*** Data shown Section Begins ***

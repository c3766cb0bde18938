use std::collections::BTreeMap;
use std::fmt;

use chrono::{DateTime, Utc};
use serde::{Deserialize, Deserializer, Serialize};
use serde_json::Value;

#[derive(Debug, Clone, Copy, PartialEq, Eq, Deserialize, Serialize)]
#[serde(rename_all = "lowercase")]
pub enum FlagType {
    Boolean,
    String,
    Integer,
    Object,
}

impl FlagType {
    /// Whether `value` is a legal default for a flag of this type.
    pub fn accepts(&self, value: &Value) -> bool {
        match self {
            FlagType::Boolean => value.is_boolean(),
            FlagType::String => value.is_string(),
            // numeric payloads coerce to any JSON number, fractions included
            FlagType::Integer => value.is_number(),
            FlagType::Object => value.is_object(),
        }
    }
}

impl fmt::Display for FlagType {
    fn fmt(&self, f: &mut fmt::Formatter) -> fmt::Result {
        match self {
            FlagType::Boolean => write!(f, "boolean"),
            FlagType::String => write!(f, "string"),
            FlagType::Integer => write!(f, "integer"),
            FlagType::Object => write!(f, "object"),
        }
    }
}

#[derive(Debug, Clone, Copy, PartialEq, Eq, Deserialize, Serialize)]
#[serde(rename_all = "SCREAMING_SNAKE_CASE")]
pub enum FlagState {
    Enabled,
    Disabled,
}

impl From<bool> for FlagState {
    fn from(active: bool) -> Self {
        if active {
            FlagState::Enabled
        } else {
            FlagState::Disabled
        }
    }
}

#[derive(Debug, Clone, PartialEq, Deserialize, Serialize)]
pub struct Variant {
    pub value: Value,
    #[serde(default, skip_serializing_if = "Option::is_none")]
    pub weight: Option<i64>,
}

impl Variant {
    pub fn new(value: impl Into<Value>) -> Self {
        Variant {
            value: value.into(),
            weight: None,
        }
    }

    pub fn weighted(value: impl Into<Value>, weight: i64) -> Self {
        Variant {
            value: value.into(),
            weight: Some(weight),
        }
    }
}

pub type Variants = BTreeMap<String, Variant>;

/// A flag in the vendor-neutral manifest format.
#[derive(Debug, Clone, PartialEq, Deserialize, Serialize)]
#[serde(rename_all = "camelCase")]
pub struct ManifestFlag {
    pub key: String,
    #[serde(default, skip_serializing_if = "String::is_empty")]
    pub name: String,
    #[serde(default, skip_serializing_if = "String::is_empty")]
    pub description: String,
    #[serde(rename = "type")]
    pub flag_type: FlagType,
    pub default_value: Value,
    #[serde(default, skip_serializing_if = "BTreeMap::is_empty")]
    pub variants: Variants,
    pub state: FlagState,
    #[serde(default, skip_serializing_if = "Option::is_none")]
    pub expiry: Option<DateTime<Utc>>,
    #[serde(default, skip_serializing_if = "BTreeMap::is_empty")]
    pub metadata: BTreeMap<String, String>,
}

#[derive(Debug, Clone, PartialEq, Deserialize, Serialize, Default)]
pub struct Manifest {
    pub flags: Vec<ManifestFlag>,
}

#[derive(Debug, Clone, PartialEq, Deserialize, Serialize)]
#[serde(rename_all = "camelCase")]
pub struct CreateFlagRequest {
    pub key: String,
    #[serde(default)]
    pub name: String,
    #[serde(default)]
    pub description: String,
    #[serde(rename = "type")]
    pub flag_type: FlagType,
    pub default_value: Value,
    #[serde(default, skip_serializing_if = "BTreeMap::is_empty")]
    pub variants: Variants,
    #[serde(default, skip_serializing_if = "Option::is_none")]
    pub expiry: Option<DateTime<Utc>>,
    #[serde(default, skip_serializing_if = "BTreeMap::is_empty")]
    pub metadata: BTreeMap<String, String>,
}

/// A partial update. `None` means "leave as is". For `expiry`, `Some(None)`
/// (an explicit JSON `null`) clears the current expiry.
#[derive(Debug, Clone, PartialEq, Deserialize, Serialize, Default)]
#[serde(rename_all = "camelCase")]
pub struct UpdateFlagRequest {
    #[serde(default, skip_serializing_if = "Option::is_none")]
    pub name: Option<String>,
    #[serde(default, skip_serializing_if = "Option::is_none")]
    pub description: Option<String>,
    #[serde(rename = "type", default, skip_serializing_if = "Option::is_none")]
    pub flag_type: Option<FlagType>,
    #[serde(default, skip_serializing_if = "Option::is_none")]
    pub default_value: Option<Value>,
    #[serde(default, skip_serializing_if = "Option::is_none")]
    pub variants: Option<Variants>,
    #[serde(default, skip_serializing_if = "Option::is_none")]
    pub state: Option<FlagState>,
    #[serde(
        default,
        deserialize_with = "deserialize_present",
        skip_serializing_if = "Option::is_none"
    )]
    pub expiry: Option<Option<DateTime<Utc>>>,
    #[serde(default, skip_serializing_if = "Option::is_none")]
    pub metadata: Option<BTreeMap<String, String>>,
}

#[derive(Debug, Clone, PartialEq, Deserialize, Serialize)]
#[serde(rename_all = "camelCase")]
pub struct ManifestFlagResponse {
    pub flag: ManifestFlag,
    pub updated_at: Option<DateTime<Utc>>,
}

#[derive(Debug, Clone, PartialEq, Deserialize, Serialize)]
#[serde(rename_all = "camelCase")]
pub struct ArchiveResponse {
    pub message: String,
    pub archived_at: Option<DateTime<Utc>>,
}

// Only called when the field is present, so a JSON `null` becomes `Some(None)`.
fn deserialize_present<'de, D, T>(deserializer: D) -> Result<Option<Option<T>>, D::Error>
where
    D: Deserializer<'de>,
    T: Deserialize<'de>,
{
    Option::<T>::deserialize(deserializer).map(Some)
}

*** Data shown Section Ends ***

** Task objective **
Transcribe the entire listing without a single omission.

** Reply to the exercise **
repository c3766cb0bde18938
use std::collections::BTreeMap;
use std::fmt;

use chrono::{DateTime, Utc};
use serde::{Deserialize, Deserializer, Serialize};
use serde_json::Value;

#[derive(Debug, Clone, Copy, PartialEq, Eq, Deserialize, Serialize)]
#[serde(rename_all = "lowercase")]
pub enum FlagType {
    Boolean,
    String,
    Integer,
    Object,
}

impl FlagType {
    /// Whether `value` is a legal default for a flag of this type.
    pub fn accepts(&self, value: &Value) -> bool {
        match self {
            FlagType::Boolean => value.is_boolean(),
            FlagType::String => value.is_string(),
            // numeric payloads coerce to any JSON number, fractions included
            FlagType::Integer => value.is_number(),
            FlagType::Object => value.is_object(),
        }
    }
}

impl fmt::Display for FlagType {
    fn fmt(&self, f: &mut fmt::Formatter) -> fmt::Result {
        match self {
            FlagType::Boolean => write!(f, "boolean"),
            FlagType::String => write!(f, "string"),
            FlagType::Integer => write!(f, "integer"),
            FlagType::Object => write!(f, "object"),
        }
    }
}

#[derive(Debug, Clone, Copy, PartialEq, Eq, Deserialize, Serialize)]
#[serde(rename_all = "SCREAMING_SNAKE_CASE")]
pub enum FlagState {
    Enabled,
    Disabled,
}

impl From<bool> for FlagState {
    fn from(active: bool) -> Self {
        if active {
            FlagState::Enabled
        } else {
            FlagState::Disabled
        }
    }
}

#[derive(Debug, Clone, PartialEq, Deserialize, Serialize)]
pub struct Variant {
    pub value: Value,
    #[serde(default, skip_serializing_if = "Option::is_none")]
    pub weight: Option<i64>,
}

impl Variant {
    pub fn new(value: impl Into<Value>) -> Self {
        Variant {
            value: value.into(),
            weight: None,
        }
    }

    pub fn weighted(value: impl Into<Value>, weight: i64) -> Self {
        Variant {
            value: value.into(),
            weight: Some(weight),
        }
    }
}

pub type Variants = BTreeMap<String, Variant>;

/// A flag in the vendor-neutral manifest format.
#[derive(Debug, Clone, PartialEq, Deserialize, Serialize)]
#[serde(rename_all = "camelCase")]
pub struct ManifestFlag {
    pub key: String,
    #[serde(default, skip_serializing_if = "String::is_empty")]
    pub name: String,
    #[serde(default, skip_serializing_if = "String::is_empty")]
    pub description: String,
    #[serde(rename = "type")]
    pub flag_type: FlagType,
    pub default_value: Value,
    #[serde(default, skip_serializing_if = "BTreeMap::is_empty")]
    pub variants: Variants,
    pub state: FlagState,
    #[serde(default, skip_serializing_if = "Option::is_none")]
    pub expiry: Option<DateTime<Utc>>,
    #[serde(default, skip_serializing_if = "BTreeMap::is_empty")]
    pub metadata: BTreeMap<String, String>,
}

#[derive(Debug, Clone, PartialEq, Deserialize, Serialize, Default)]
pub struct Manifest {
    pub flags: Vec<ManifestFlag>,
}

#[derive(Debug, Clone, PartialEq, Deserialize, Serialize)]
#[serde(rename_all = "camelCase")]
pub struct CreateFlagRequest {
    pub key: String,
    #[serde(default)]
    pub name: String,
    #[serde(default)]
    pub description: String,
    #[serde(rename = "type")]
    pub flag_type: FlagType,
    pub default_value: Value,
    #[serde(default, skip_serializing_if = "BTreeMap::is_empty")]
    pub variants: Variants,
    #[serde(default, skip_serializing_if = "Option::is_none")]
    pub expiry: Option<DateTime<Utc>>,
    #[serde(default, skip_serializing_if = "BTreeMap::is_empty")]
    pub metadata: BTreeMap<String, String>,
}

/// A partial update. `None` means "leave as is". For `expiry`, `Some(None)`
/// (an explicit JSON `null`) clears the current expiry.
#[derive(Debug, Clone, PartialEq, Deserialize, Serialize, Default)]
#[serde(rename_all = "camelCase")]
pub struct UpdateFlagRequest {
    #[serde(default, skip_serializing_if = "Option::is_none")]
    pub name: Option<String>,
    #[serde(default, skip_serializing_if = "Option::is_none")]
    pub description: Option<String>,
    #[serde(rename = "type", default, skip_serializing_if = "Option::is_none")]
    pub flag_type: Option<FlagType>,
    #[serde(default, skip_serializing_if = "Option::is_none")]
    pub default_value: Option<Value>,
    #[serde(default, skip_serializing_if = "Option::is_none")]
    pub variants: Option<Variants>,
    #[serde(default, skip_serializing_if = "Option::is_none")]
    pub state: Option<FlagState>,
    #[serde(
        default,
        deserialize_with = "deserialize_present",
        skip_serializing_if = "Option::is_none"
    )]
    pub expiry: Option<Option<DateTime<Utc>>>,
    #[serde(default, skip_serializing_if = "Option::is_none")]
    pub metadata: Option<BTreeMap<String, String>>,
}

#[derive(Debug, Clone, PartialEq, Deserialize, Serialize)]
#[serde(rename_all = "camelCase")]
pub struct ManifestFlagResponse {
    pub flag: ManifestFlag,
    pub updated_at: Option<DateTime<Utc>>,
}

#[derive(Debug, Clone, PartialEq, Deserialize, Serialize)]
#[serde(rename_all = "camelCase")]
pub struct ArchiveResponse {
    pub message: String,
    pub archived_at: Option<DateTime<Utc>>,
}

// Only called when the field is present, so a JSON `null` becomes `Some(None)`.
fn deserialize_present<'de, D, T>(deserializer: D) -> Result<Option<Option<T>>, D::Error>
where
    D: Deserializer<'de>,
    T: Deserialize<'de>,
{
    Option::<T>::deserialize(deserializer).map(Some)
}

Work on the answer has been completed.